PROBLEM: From the records, pick out and copy each line containing "type".
══ PROVIDED ENTRIES
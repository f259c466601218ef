use miette::Diagnostic;
use thiserror::Error;

#[derive(Debug, Diagnostic, Error)]
#[non_exhaustive]
pub enum SoyError {
	#[error(transparent)]
	#[diagnostic(code(soy::io_error))]
	Io(#[from] std::io::Error),

	#[error("failed to parse config file: {0}")]
	#[diagnostic(
		code(soy::config_parse),
		help("check that soy.toml is valid TOML with [lexer], [logging] and/or [inspections] sections")
	)]
	ConfigParse(String),

	#[error("invalid scan range {start}..{end} for a buffer of {len} bytes")]
	#[diagnostic(
		code(soy::invalid_range),
		help("offsets must satisfy start <= end <= len and fall on char boundaries")
	)]
	InvalidRange { start: usize, end: usize, len: usize },

	#[error("unknown lexer mode: `{0}`")]
	#[diagnostic(
		code(soy::unknown_lex_mode),
		help(
			"expected one of: template_text, tag_command, expression, name, attributes, directive, \
			 string_literal, doc_comment, literal"
		)
	)]
	UnknownLexMode(String),

	#[error("unbalanced path `{label}`: {reason}")]
	#[diagnostic(
		code(soy::unbalanced_path),
		help("every `pop` step needs an earlier `push`, and every `push` must be popped")
	)]
	UnbalancedPath { label: String, reason: String },

	#[error("invalid traversal: {0}")]
	#[diagnostic(code(soy::invalid_traversal))]
	InvalidTraversal(String),

	#[error("unknown parent node #{parent} in a tree of {len} nodes")]
	#[diagnostic(
		code(soy::unknown_parent),
		help("parents must be built in the same tree before their children")
	)]
	UnknownParent { parent: usize, len: usize },

	#[error("invalid pattern: {0}")]
	#[diagnostic(code(soy::invalid_pattern))]
	InvalidPattern(String),

	#[error("parser value for `{name}` is already {existing}, refusing to replace it with {proposed}")]
	#[diagnostic(
		code(soy::parser_values_conflict),
		help("parser values can only be imported once per process")
	)]
	ParserValuesConflict {
		name: String,
		existing: i32,
		proposed: i32,
	},
}

impl From<regex::Error> for SoyError {
	fn from(error: regex::Error) -> Self {
		SoyError::InvalidPattern(error.to_string())
	}
}

pub type SoyResult<T> = Result<T, SoyError>;
pub type AnyError = Box<dyn std::error::Error>;
pub type AnyEmptyResult = Result<(), AnyError>;
pub type AnyResult<T> = Result<T, AnyError>;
════
RESULT OF THIS EXERCISE:
pub type SoyResult<T> = Result<T, SoyError>;
pub type AnyError = Box<dyn std::error::Error>;
pub type AnyEmptyResult = Result<(), AnyError>;
pub type AnyResult<T> = Result<T, AnyError>;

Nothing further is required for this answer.